Raving atheists rave at me


So I’ve been sucked into a live text interview on the Raving Atheists forum — they’ve finished with me and spat my well-chewed carcass out now, so everyone else is welcome to come on over and squabble over the scraps.

Comments

  1. inkadu says

    Yeah. The original Raving Atheist went into some kind of religious loopiness, maybe as an outgrowth from the pro-life stance — I don’t know the details. Suffice it to say, the atheists on the forums weren’t satisfied with the RA’s douchebaggery, and we got our own domain — ravingatheists.com (note the plural) to carry on the tradition of rude relentless and raving.
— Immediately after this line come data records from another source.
//! Column slot allocation.
//!
//! Pure and deterministic: the same property list always yields the same
//! mapping, which keeps `alter_class` idempotent when reapplied.

use super::{ColumnMapping, PropertyDef, SlotAssignment, SlotFlags, COLUMN_SLOTS};

/// Compute the default column mapping for a property list.
///
/// Mappable properties (single-valued scalars with bounded storage) are
/// greedily assigned to the fixed slot alphabet in declaration order,
/// ties broken by ascending property id. Remaining mappable properties
/// and all overflow-only properties fall back to attribute-row storage.
pub fn allocate_columns(properties: &[PropertyDef]) -> ColumnMapping {
    let mut candidates: Vec<(usize, &PropertyDef)> = properties
        .iter()
        .enumerate()
        .filter(|(_, p)| p.is_mappable())
        .collect();
    candidates.sort_by_key(|(idx, p)| (*idx, p.id));

    let slots = candidates
        .into_iter()
        .take(COLUMN_SLOTS)
        .enumerate()
        .map(|(slot, (_, prop))| SlotAssignment {
            slot: slot as u8,
            property: prop.id,
            data_type: prop.data_type,
            flags: SlotFlags::from_property(prop),
        })
        .collect();

    ColumnMapping { slots }
}

#[cfg(test)]
mod tests {
    use super::*;
    use crate::schema::{ClassId, DataType, PropertyId};

    fn prop(id: u64, name: &str, data_type: DataType) -> PropertyDef {
        let mut p = PropertyDef::new(name, data_type);
        if data_type == DataType::Text {
            p.max_length = Some(64);
        }
        p.with_id(PropertyId(id))
    }

    #[test]
    fn test_declaration_order_assignment() {
        let props = vec![
            prop(3, "C", DataType::Integer),
            prop(1, "A", DataType::Text),
            prop(2, "B", DataType::Float),
        ];
        let mapping = allocate_columns(&props);

        assert_eq!(mapping.len(), 3);
        assert_eq!(mapping.slot_for(PropertyId(3)), Some(0));
        assert_eq!(mapping.slot_for(PropertyId(1)), Some(1));
        assert_eq!(mapping.slot_for(PropertyId(2)), Some(2));
    }

    #[test]
    fn test_overflow_only_excluded() {
        let props = vec![
            prop(1, "Name", DataType::Text),
            prop(2, "Photo", DataType::Blob),
            prop(3, "Tags", DataType::Text).multi_valued(5),
            PropertyDef::link("Owner", ClassId(9)).with_id(PropertyId(4)),
            PropertyDef::new("Notes", DataType::Text).with_id(PropertyId(5)),
        ];
        let mapping = allocate_columns(&props);

        assert_eq!(mapping.len(), 1);
        assert_eq!(mapping.slot_for(PropertyId(1)), Some(0));
        assert_eq!(mapping.slot_for(PropertyId(2)), None);
        assert_eq!(mapping.slot_for(PropertyId(3)), None);
        assert_eq!(mapping.slot_for(PropertyId(4)), None);
        // Unbounded text stays in overflow storage.
        assert_eq!(mapping.slot_for(PropertyId(5)), None);
    }

    #[test]
    fn test_slot_exhaustion() {
        let props: Vec<PropertyDef> = (1..=15)
            .map(|i| prop(i, &format!("P{}", i), DataType::Integer))
            .collect();
        let mapping = allocate_columns(&props);

        assert_eq!(mapping.len(), COLUMN_SLOTS);
        assert_eq!(mapping.slot_for(PropertyId(10)), Some(9));
        assert_eq!(mapping.slot_for(PropertyId(11)), None);
    }

    #[test]
    fn test_deterministic() {
        let props = vec![
            prop(7, "X", DataType::Integer),
            prop(2, "Y", DataType::Text),
            prop(5, "Z", DataType::Bool),
        ];
        let a = allocate_columns(&props);
        let b = allocate_columns(&props);
        assert_eq!(a, b);
    }

    #[test]
    fn test_flags_carried_into_slot() {
        let props = vec![prop(1, "Email", DataType::Text)
            .with_unique()
            .with_index()
            .with_track_changes()];
        let mapping = allocate_columns(&props);
        let slot = mapping.occupant(0).unwrap();
        assert!(slot.flags.indexed);
        assert!(slot.flags.unique);
        assert!(slot.flags.tracked);
        assert_eq!(slot.data_type, DataType::Text);
    }
}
    Apparently I should be over there right now inflating PZ’s ego while simultaneously crashing the server (119 online last count).

  2. J Myers says

    Question:

    Which religion do you believe to be the most dangerous to humanity today?

    PZ:

    I don’t know. What’s the mildest, most inoffensive, least assertive religion you can think of?

    That one.

    Religion is an act of sedition against reason. Whatever religion is most seductive and likely to draw in victims to surrender their skepticism is the worst.

    Absolute gem.

  3. says

    That’s cool you went along. Though I think our community over at richarddawkins.net would be better and our trolls are more tasty and less filling ;)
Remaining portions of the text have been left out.